Random lockups

  • Another suggestion it to view the event and sql error logs for errors. I have foud the same issues on servers with hyper-threading enabled and UMS scheduler hanging that was resolved with SQL 2000 hot-fix 2187. I call hotfix build 2187 my "SP5" for SQL, because it is a rollup for post SP4 fixes.


    Regards,

    Jim Higgins

  • You could also try enabling the SQL Server trace flag so that all deadlocks are recorded in the SQL log. This won't require a reboot either.

     

    dbcc traceon (1204, 3605, -1)
    go
    dbcc tracestatus(-1)
    go
  • Two suggestions: Have you thought outside the SQL Box, and do you have more than one database on your disk array?

     

    ****Think outside the SQL Server box****

     

    At my last company, we had highly transactional databases.  As you described, out of nowhere the system would “lockup”.  Also,  sp_who2 active would show lots of active users, traces seemed to show nothing, and nothing within SQL showed the root cause of the problem.

     

    I eventually found the issue by running several traces.  I did a general trace and also traced a few select employees (who were my loudest complainers).  I used the tracing events RPC:Stated, RPC:Completed, SQL:BatchStarting, SQL:BatchCompleted, SQL:StmtStarting, SQL:StmtCompleted.

     

    When the “Freezup” happened, I looked at the very last SQL commands of my traces. From what I remember, they were starting events, but no ending event. I found that a  command was connecting to an application outside of SQL Server.  We checked that system and found that it was bottlenecked.  The result was that there were SQL commands waiting to be processed by that system.  Those waiting sql processes started affecting the response time of other sql commands not using that system and SQL Server would eventually lockup.  Once that system was fixed, we stopped having the lockups.

     

    ****Disks Arrays****

     

    We had a scenario where applications using a certain database would seem to “lockup”.  After doing many traces and using disk counters perfmon, we found that there was another department that was running check runs during these times.  Both databases were on the same disk array.  Once the check runs were over, the system would go back to normal.  It has been my experience that this can happen on both an local disk array or a SAN.

     

    Bill Richards, MCSE, MCDBA

    Senior Database Analyst

  • John,

    I've not been able to get SQLDiag to actually run. All I get, after it processes the logs, while it's "Getting registry information" is this error:

    "Buffer overrun detected."

    I've searched high and low for an explanation to this error and can't find anything.

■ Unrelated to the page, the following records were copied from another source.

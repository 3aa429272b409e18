use async_trait::async_trait;
use std::path::Path;
use std::sync::Arc;
use tracing::{debug, info, warn};

use super::{create_llm, ChatMessage, LLMConfig, LLMError, LLM};
use crate::cache::ArtifactCache;
use crate::error::{PipelineError, Result};

const PRODUCER: &str = "summary";

const DEFAULT_PROMPT: &str = r#"
## Background

You are an expert in computer graphics who explains complex technical material in a clear, structured way to readers who already know the basics and want to go deeper into a recorded lecture.
You are reading a long lecture transcript section by section. This is part ${current}$ of ${total}$.
The reader is a game engine and rendering engineer who wants to master the material of this lecture in depth.

## Requirements

1.  **Task:** Turn the content below into **clear, memorable study notes**.
2.  **Format:**
    * Use a **clear hierarchy** of headings, subheadings and bullet points.
    * **Bold** the **core concepts** and **key terms** of each topic.
    * Highlight **formulas and important algorithms** using standard **LaTeX**.
    * Keep the language **accessible** instead of copying obscure wording from the transcript.
    * **No meta-talk:**
        * Never add opening or closing remarks.
        * Never write headings such as "Part ${current}$" or "Part X" in the body.
        * **Start directly with the first technical heading.**
3. 输出中文！
## Content to Summarize
"#;

/// Position of a chunk in the run, used for "part N of M" references
#[derive(Debug, Clone, Copy, PartialEq, Eq)]
pub struct PositionInfo {
    pub current: usize,
    pub total: usize,
}

/// Instruction template with `{current}` and `{total}` placeholders
#[derive(Debug, Clone)]
pub struct PromptTemplate {
    template: String,
}

impl Default for PromptTemplate {
    fn default() -> Self {
        Self::new(DEFAULT_PROMPT)
    }
}

impl PromptTemplate {
    pub fn new(template: impl Into<String>) -> Self {
        Self {
            template: template.into(),
        }
    }

    /// Load a template file, falling back to the built-in prompt
    pub async fn load(path: Option<&Path>) -> Self {
        let Some(path) = path else {
            return Self::default();
        };

        if !path.exists() {
            warn!("Prompt file {} not found, using default prompt", path.display());
            return Self::default();
        }

        match tokio::fs::read_to_string(path).await {
            Ok(template) if !template.trim().is_empty() => {
                info!("📝 Using prompt template from {}", path.display());
                Self::new(template)
            }
            Ok(_) => {
                warn!("Prompt file {} is empty, using default prompt", path.display());
                Self::default()
            }
            Err(e) => {
                warn!("Failed to read prompt file {}: {}, using default prompt", path.display(), e);
                Self::default()
            }
        }
    }

    /// Instruction text for one chunk: template, blank line, chunk text
    pub fn render(&self, chunk_text: &str, position: PositionInfo) -> String {
        let instructions = self
            .template
            .replace("{current}", &position.current.to_string())
            .replace("{total}", &position.total.to_string());
        format!("{}\n\n{}", instructions, chunk_text)
    }
}

/// Produces the summary text of one chunk
#[async_trait]
pub trait SummaryProducer: Send + Sync {
    async fn produce(&self, chunk_text: &str, position: PositionInfo) -> Result<String>;

    /// Whether `produce` calls an external service
    fn is_external(&self) -> bool {
        true
    }

    /// Best-effort reachability check of the backing service
    async fn is_available(&self) -> bool {
        true
    }
}

/// Test mode producer: the summary is the literal instruction payload
pub struct DryRunSummaryProducer {
    template: PromptTemplate,
}

impl DryRunSummaryProducer {
    pub fn new(template: PromptTemplate) -> Self {
        Self { template }
    }
}

#[async_trait]
impl SummaryProducer for DryRunSummaryProducer {
    async fn produce(&self, chunk_text: &str, position: PositionInfo) -> Result<String> {
        Ok(self.template.render(chunk_text, position))
    }

    fn is_external(&self) -> bool {
        false
    }
}

/// Summaries from a language model, consulting the summary cache first
pub struct LlmSummaryProducer {
    llm: Arc<dyn LLM>,
    template: PromptTemplate,
    cache: Option<ArtifactCache>,
}

impl LlmSummaryProducer {
    pub fn new(llm: Arc<dyn LLM>, template: PromptTemplate, cache: Option<ArtifactCache>) -> Self {
        Self {
            llm,
            template,
            cache,
        }
    }
}

fn classify(err: LLMError) -> PipelineError {
    if err.is_transient() {
        PipelineError::transient(PRODUCER, err.to_string())
    } else {
        PipelineError::fatal(PRODUCER, err.to_string())
    }
}

#[async_trait]
impl SummaryProducer for LlmSummaryProducer {
    async fn produce(&self, chunk_text: &str, position: PositionInfo) -> Result<String> {
        let prompt = self.template.render(chunk_text, position);
        let cache_key = ArtifactCache::generate_cache_key(self.llm.model(), &prompt);

        if let Some(cache) = &self.cache {
            if let Some(entry) = cache.load(&cache_key).await {
                info!(
                    "📚 Using cached summary for part {}/{}",
                    position.current, position.total
                );
                return Ok(entry.summary);
            }
        }

        info!(
            "🤖 Summarizing part {}/{} ({} chars)",
            position.current,
            position.total,
            chunk_text.chars().count()
        );

        let response = self
            .llm
            .chat(vec![ChatMessage::user(prompt)])
            .await
            .map_err(classify)?;

        debug!(
            "Summary for part {} completed (tokens: {:?})",
            position.current, response.tokens_used
        );

        let summary = response.content.trim().to_string();
        if summary.is_empty() {
            return Err(PipelineError::fatal(PRODUCER, "model returned an empty summary"));
        }

        if let Some(cache) = &self.cache {
            if let Err(e) = cache.save(&cache_key, self.llm.model(), &summary).await {
                warn!("Failed to cache summary for part {}: {}", position.current, e);
            }
        }

        Ok(summary)
    }

    async fn is_available(&self) -> bool {
        self.llm.is_available().await
    }
}

/// Pick the producer for a run. No model client is built in test mode.
pub fn build_summary_producer(
    llm_config: &LLMConfig,
    test_mode: bool,
    template: PromptTemplate,
    cache: Option<ArtifactCache>,
) -> Result<Arc<dyn SummaryProducer>> {
    if test_mode {
        info!("🔧 Test mode: prompts are written instead of calling the model");
        return Ok(Arc::new(DryRunSummaryProducer::new(template)));
    }

    if llm_config.provider.requires_api_key()
        && llm_config
            .api_key
            .as_deref()
            .map_or(true, |key| key.trim().is_empty())
    {
        let env = llm_config.provider.api_key_env().unwrap_or("API key");
        return Err(PipelineError::Config(format!(
            "{:?} requires an API key; set {} or llm.api_key",
            llm_config.provider, env
        )));
    }

    let llm = create_llm(llm_config).map_err(|e| PipelineError::Config(e.to_string()))?;
    info!(
        "✅ Summary producer ready ({:?}, model {})",
        llm_config.provider, llm_config.model
    );
    Ok(Arc::new(LlmSummaryProducer::new(Arc::from(llm), template, cache)))
}

#[cfg(test)]
mod tests {
    use super::*;
    use crate::llm::{LLMProvider, LLMResponse};
    use std::sync::atomic::{AtomicUsize, Ordering};
    use tempfile::TempDir;

    struct ScriptedLLM {
        reply: String,
        calls: AtomicUsize,
        available: bool,
    }

    #[async_trait]
    impl LLM for ScriptedLLM {
        async fn chat(&self, messages: Vec<ChatMessage>) -> crate::llm::Result<LLMResponse> {
            self.calls.fetch_add(1, Ordering::SeqCst);
            assert_eq!(messages.len(), 1);
            Ok(LLMResponse {
                content: self.reply.clone(),
                tokens_used: Some(10),
            })
        }

        async fn is_available(&self) -> bool {
            self.available
        }

        fn provider_type(&self) -> LLMProvider {
            LLMProvider::LMStudio
        }

        fn model(&self) -> &str {
            "scripted"
        }
    }

    fn position(current: usize, total: usize) -> PositionInfo {
        PositionInfo { current, total }
    }

    #[test]
    fn test_render_fills_position_and_appends_text() {
        let template = PromptTemplate::new("part {current} of {total}");
        let prompt = template.render("chunk body", position(3, 7));
        assert_eq!(prompt, "part 3 of 7\n\nchunk body");
    }

    #[test]
    fn test_default_template_mentions_position() {
        let prompt = PromptTemplate::default().render("x", position(2, 5));
        assert!(prompt.contains("part $2$ of $5$"));
        assert!(prompt.ends_with("\n\nx"));
    }

    #[tokio::test]
    async fn test_dry_run_returns_prompt() {
        let producer = DryRunSummaryProducer::new(PromptTemplate::new("P{current}/{total}"));
        let summary = producer.produce("text", position(1, 2)).await.unwrap();
        assert_eq!(summary, "P1/2\n\ntext");
        assert!(!producer.is_external());
    }

    #[tokio::test]
    async fn test_missing_prompt_file_falls_back() {
        let template = PromptTemplate::load(Some(Path::new("/nonexistent/prompt.md"))).await;
        assert!(template.render("", position(1, 1)).contains("Content to Summarize"));
    }

    #[tokio::test]
    async fn test_llm_producer_uses_cache_on_second_call() {
        let temp_dir = TempDir::new().unwrap();
        let llm = Arc::new(ScriptedLLM {
            reply: "  ## 笔记\n".to_string(),
            calls: AtomicUsize::new(0),
            available: true,
        });
        let producer = LlmSummaryProducer::new(
            llm.clone(),
            PromptTemplate::default(),
            Some(ArtifactCache::for_output_dir(temp_dir.path())),
        );

        let first = producer.produce("body", position(1, 1)).await.unwrap();
        let second = producer.produce("body", position(1, 1)).await.unwrap();

        assert_eq!(first, "## 笔记");
        assert_eq!(second, first);
        assert_eq!(llm.calls.load(Ordering::SeqCst), 1);
    }

    #[tokio::test]
    async fn test_empty_response_is_fatal() {
        let llm = Arc::new(ScriptedLLM {
            reply: "   ".to_string(),
            calls: AtomicUsize::new(0),
            available: true,
        });
        let producer = LlmSummaryProducer::new(llm, PromptTemplate::default(), None);

        let err = producer.produce("body", position(1, 1)).await.unwrap_err();
        assert!(matches!(err, PipelineError::ProducerFatal { .. }));
    }

    #[test]
    fn test_missing_key_is_config_error_outside_test_mode() {
        let config = LLMConfig::default();
        let result = build_summary_producer(&config, false, PromptTemplate::default(), None);
        assert!(matches!(result, Err(PipelineError::Config(_))));

        let dry = build_summary_producer(&config, true, PromptTemplate::default(), None).unwrap();
        assert!(!dry.is_external());
    }

    #[tokio::test]
    async fn test_availability_comes_from_the_model_client() {
        let llm = Arc::new(ScriptedLLM {
            reply: "unused".to_string(),
            calls: AtomicUsize::new(0),
            available: false,
        });
        let producer = LlmSummaryProducer::new(llm.clone(), PromptTemplate::default(), None);

        assert!(producer.is_external());
        assert!(!producer.is_available().await);
        assert_eq!(llm.calls.load(Ordering::SeqCst), 0);

        let dry = DryRunSummaryProducer::new(PromptTemplate::default());
        assert!(dry.is_available().await);
    }
}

  • Oops. I just saw your offer for the Kbase # for that buffer overrun error. Sorry, my bad. Yes, that Kbase # would be very helpful.

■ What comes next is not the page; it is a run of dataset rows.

impl OutputLayout {
    pub fn new(dir: impl Into<PathBuf>, title: impl Into<String>) -> Self {
        Self {
            dir: dir.into(),
            title: title.into(),
        }
    }

    pub fn dir(&self) -> &Path {
        &self.dir
    }

    pub fn title(&self) -> &str {
        &self.title
    }

    pub fn transcript_path(&self) -> PathBuf {
        self.dir.join(format!("{}_transcript.txt", self.title))
    }

    pub fn summary_log_path(&self) -> PathBuf {
        self.dir.join(format!("{}_summary_temp.md", self.title))
    }

    pub fn frames_dir(&self) -> PathBuf {
        self.dir.join(format!("{}_frames", self.title))
    }

    pub fn document_path(&self) -> PathBuf {
        self.dir.join(format!("{}_最终总结.md", self.title))
    }

    pub fn manifest_path(&self) -> PathBuf {
        self.dir.join(format!("{}_chunks.json", self.title))
    }
}

/// What the user pointed the run at
#[derive(Debug, Clone)]
pub enum SourceInput {
    /// Remote video page handled by yt-dlp
    Url(String),
    /// Local files; at least one must be given
    Local {
        video: Option<PathBuf>,
        subtitle: Option<PathBuf>,
    },
}

/// Concrete files for one run
#[derive(Debug, Clone)]
pub struct ResolvedSource {
    pub title: String,
    pub subtitle: PathBuf,
    pub video: Option<PathBuf>,
    /// Shown in the document header
    pub source_name: String,
}

impl ResolvedSource {
    /// Subtitle-only source titled after the file stem
    pub fn text(subtitle: PathBuf, title: Option<String>) -> Self {
        let title = title.unwrap_or_else(|| stem_title(&subtitle));
        let source_name = file_name(&subtitle);
        Self {
            title,
            subtitle,
            video: None,
            source_name,
        }
    }
}

fn file_name(path: &Path) -> String {
    path.file_name()
        .map(|name| name.to_string_lossy().to_string())
        .unwrap_or_else(|| path.display().to_string())
}

fn stem_title(path: &Path) -> String {
    let stem = path
        .file_stem()
        .map(|stem| stem.to_string_lossy().to_string())
        .unwrap_or_else(|| "video".to_string());
    sanitize_title(&stem)
}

  • We're running SP4, build 2039. Could that be a problem?

    Also, to answer an earlier question: The server is running Windows Server 2003 R2, Standard x64 Edition, Service Pack 1. It's on an IBM Xseries 366, with a 3.66GHz Xeon MP CPU with 16GB RAM. Storage is a 1.33TB drive array.

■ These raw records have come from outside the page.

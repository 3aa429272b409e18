use regex::Regex;
use serde::{Deserialize, Serialize};
use std::sync::LazyLock;

static TOKEN: LazyLock<Regex> = LazyLock::new(|| {
    Regex::new(r"[\x{4e00}-\x{9fff}]|[a-zA-Z0-9]+").expect("token pattern is valid")
});

/// Coarse language tag used to pick chunk sizing
#[derive(Debug, Clone, Copy, PartialEq, Eq, Serialize, Deserialize)]
#[serde(rename_all = "snake_case")]
pub enum Language {
    Cjk,
    NonCjk,
    Unknown,
}

/// Unit in which a chunk profile is measured
#[derive(Debug, Clone, Copy, PartialEq, Eq, Serialize, Deserialize)]
#[serde(rename_all = "snake_case")]
pub enum ChunkUnit {
    Characters,
    Words,
}

/// Chunk sizing parameters
#[derive(Debug, Clone, Copy, PartialEq, Eq, Serialize, Deserialize)]
pub struct ChunkProfile {
    pub chunk_size: usize,
    pub overlap: usize,
    pub unit: ChunkUnit,
}

impl ChunkProfile {
    pub fn cjk_default() -> Self {
        Self {
            chunk_size: 2000,
            overlap: 150,
            unit: ChunkUnit::Characters,
        }
    }

    pub fn non_cjk_default() -> Self {
        Self {
            chunk_size: 1700,
            overlap: 120,
            unit: ChunkUnit::Words,
        }
    }
}

/// Selects a chunk profile from the ratio of CJK ideographs in the text
#[derive(Debug, Clone)]
pub struct LanguageClassifier {
    cjk_ratio_threshold: f64,
    cjk_profile: ChunkProfile,
    non_cjk_profile: ChunkProfile,
}

impl Default for LanguageClassifier {
    fn default() -> Self {
        Self {
            cjk_ratio_threshold: 0.1,
            cjk_profile: ChunkProfile::cjk_default(),
            non_cjk_profile: ChunkProfile::non_cjk_default(),
        }
    }
}

impl LanguageClassifier {
    pub fn new(
        cjk_ratio_threshold: f64,
        cjk_profile: ChunkProfile,
        non_cjk_profile: ChunkProfile,
    ) -> Self {
        Self {
            cjk_ratio_threshold,
            cjk_profile,
            non_cjk_profile,
        }
    }

    pub fn detect(&self, text: &str) -> Language {
        let total = text.chars().count();
        if total == 0 {
            return Language::Unknown;
        }

        let cjk = text.chars().filter(|c| is_cjk_ideograph(*c)).count();
        if cjk as f64 / total as f64 >= self.cjk_ratio_threshold {
            Language::Cjk
        } else {
            Language::NonCjk
        }
    }

    pub fn classify(&self, text: &str) -> (Language, ChunkProfile) {
        let language = self.detect(text);
        let profile = match language {
            Language::Cjk => self.cjk_profile,
            Language::NonCjk | Language::Unknown => self.non_cjk_profile,
        };
        (language, profile)
    }
}

pub fn is_cjk_ideograph(c: char) -> bool {
    ('\u{4e00}'..='\u{9fff}').contains(&c)
}

/// Count tokens: one per CJK ideograph, one per ASCII alphanumeric run
pub fn count_tokens(text: &str) -> usize {
    TOKEN.find_iter(text).count()
}
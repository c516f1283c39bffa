use k8s_openapi::api::apps::v1::Deployment;

use super::{missing_selector, Subject};
use crate::{
    error::CorrelationError, fetch::ResourceKind, selector::Selector, view::ObjectMeta,
};

impl Subject for Deployment {
    const KIND: ResourceKind = ResourceKind::Deployment;

    fn object_meta(&self) -> ObjectMeta {
        ObjectMeta::from(&self.metadata)
    }

    fn selector(&self) -> Result<Selector, CorrelationError> {
        match self.spec.as_ref() {
            Some(spec) => Selector::try_from(&spec.selector),
            None => Err(missing_selector(Self::KIND, &self.object_meta())),
        }
    }

    fn desired_count(&self) -> Option<i32> {
        self.spec.as_ref().and_then(|s| s.replicas)
    }
}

    Finally, it just looks like it's every day at 3:00 (give or take 15 minutes) that this starts. However, nothing is scheduled in the Windows Scheduled tasks, and no SQL Server Agent jobs are set to run.

    I'm now trying to set a trace up to show as much as possible prior to when this happens since during these times everything is frozen.

    Thanks for everybody's input.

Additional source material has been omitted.